Categories
pyspark

spark SQL operation in pyspark

In this post, let us look into the spark SQL operation in pyspark with example.

What is spark SQL in pyspark ?

Spark SQL helps us to execute SQL queries. We can store a dataframe as table using the function createOrReplaceTempView.

Sample program

In the following sample program, we are creating an RDD using parallelize method and later converting it into dataframe.

To understand the process of creating dataframes better, Please refer to the below link.

createOrReplaceTempView helps us to register the dataframe created as temporary table.
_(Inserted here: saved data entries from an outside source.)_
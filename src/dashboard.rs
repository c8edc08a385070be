// ABOUTME: Dashboard data loader combining recent activities and event counts
// ABOUTME: Favors availability: any backend failure degrades to an empty or zero value
//
// SPDX-License-Identifier: MIT OR Apache-2.0
// Copyright (c) 2025 Pierre Fitness Intelligence

//! Dashboard data loading
//!
//! The three queries are independent and run concurrently. A failing query is logged
//! and replaced by its default so the page always renders.

use crate::auth::AuthenticatedUser;
use crate::constants::dashboard::ACTIVITY_PAGE_SIZE;
use crate::database::{ActivityQuery, Collection, CountFilter, DatabaseProvider};
use crate::errors::AppResult;
use crate::models::DashboardView;
use std::sync::Arc;
use tracing::warn;

/// Loads dashboard data for an authenticated user
pub struct DashboardService {
    database: Arc<dyn DatabaseProvider>,
}

impl DashboardService {
    /// Create a loader over the shared database handle
    #[must_use]
    pub fn new(database: Arc<dyn DatabaseProvider>) -> Self {
        Self { database }
    }

    /// Load the dashboard view for a user
    pub async fn load(&self, user: &AuthenticatedUser) -> DashboardView {
        let query = ActivityQuery {
            user_id: user.user_id,
            limit: ACTIVITY_PAGE_SIZE,
        };

        let (activities, event_count, registration_count) = tokio::join!(
            self.database.select_activities(&query),
            self.database.count(Collection::Events, CountFilter::All),
            self.database
                .count(Collection::EventRegistrations, CountFilter::User(user.user_id)),
        );

        DashboardView {
            activities: or_default(activities, "activities"),
            event_count: or_default(event_count, "event count"),
            registration_count: or_default(registration_count, "registration count"),
        }
    }
}

fn or_default<T: Default>(result: AppResult<T>, what: &str) -> T {
    result.unwrap_or_else(|e| {
        warn!("Dashboard {what} unavailable, using default: {e}");
        T::default()
    })
}
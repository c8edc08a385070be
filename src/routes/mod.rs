// ABOUTME: Route module organization for the Fitlink HTTP server
// ABOUTME: Assembles health, OAuth connect, and dashboard routers with request tracing
//
// SPDX-License-Identifier: MIT OR Apache-2.0
// Copyright (c) 2025 Pierre Fitness Intelligence

//! HTTP routes
//!
//! Each domain module contains only route definitions and thin handlers that
//! delegate to the service layer.

/// Dashboard route
pub mod dashboard;
/// Health check route
pub mod health;
/// OAuth connect routes
pub mod oauth;

pub use dashboard::DashboardRoutes;
pub use health::HealthRoutes;
pub use oauth::OAuthRoutes;

use crate::context::ServerResources;
use axum::Router;
use std::sync::Arc;
use tower_http::trace::TraceLayer;

/// Build the full application router
pub fn router(resources: Arc<ServerResources>) -> Router {
    Router::new()
        .merge(HealthRoutes::routes())
        .merge(OAuthRoutes::routes(resources.clone()))
        .merge(DashboardRoutes::routes(resources))
        .layer(TraceLayer::new_for_http())
}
We can execute all the SQL queries with the help of spark SQL operation in pyspark.

#Libraries required
from pyspark.sql import SparkSession
from pyspark import SparkContext
sc = SparkContext()
spark = SparkSession(sc)
from pyspark.sql import Row
#creating rdd and converting to dataframe
df=sc.parallelize([Row(name='Gokul',Class=10,marks=480,grade='A'),Row(name='Usha',Class=12,marks=450,grade='A'),Row(name='Rajesh',Class=12,marks=430,grade='B')]).toDF()
#Registering temporary table with create dataframedf.createOrReplaceTempView("df_view")
#Executing SQl queries using spark SQl operation
spark.sql("select * from df_view").show()
Output

We can even manipulate the data by filtering based on some conditions using where clause.

But Below is the entire data of the dataframe without any filteration and modification.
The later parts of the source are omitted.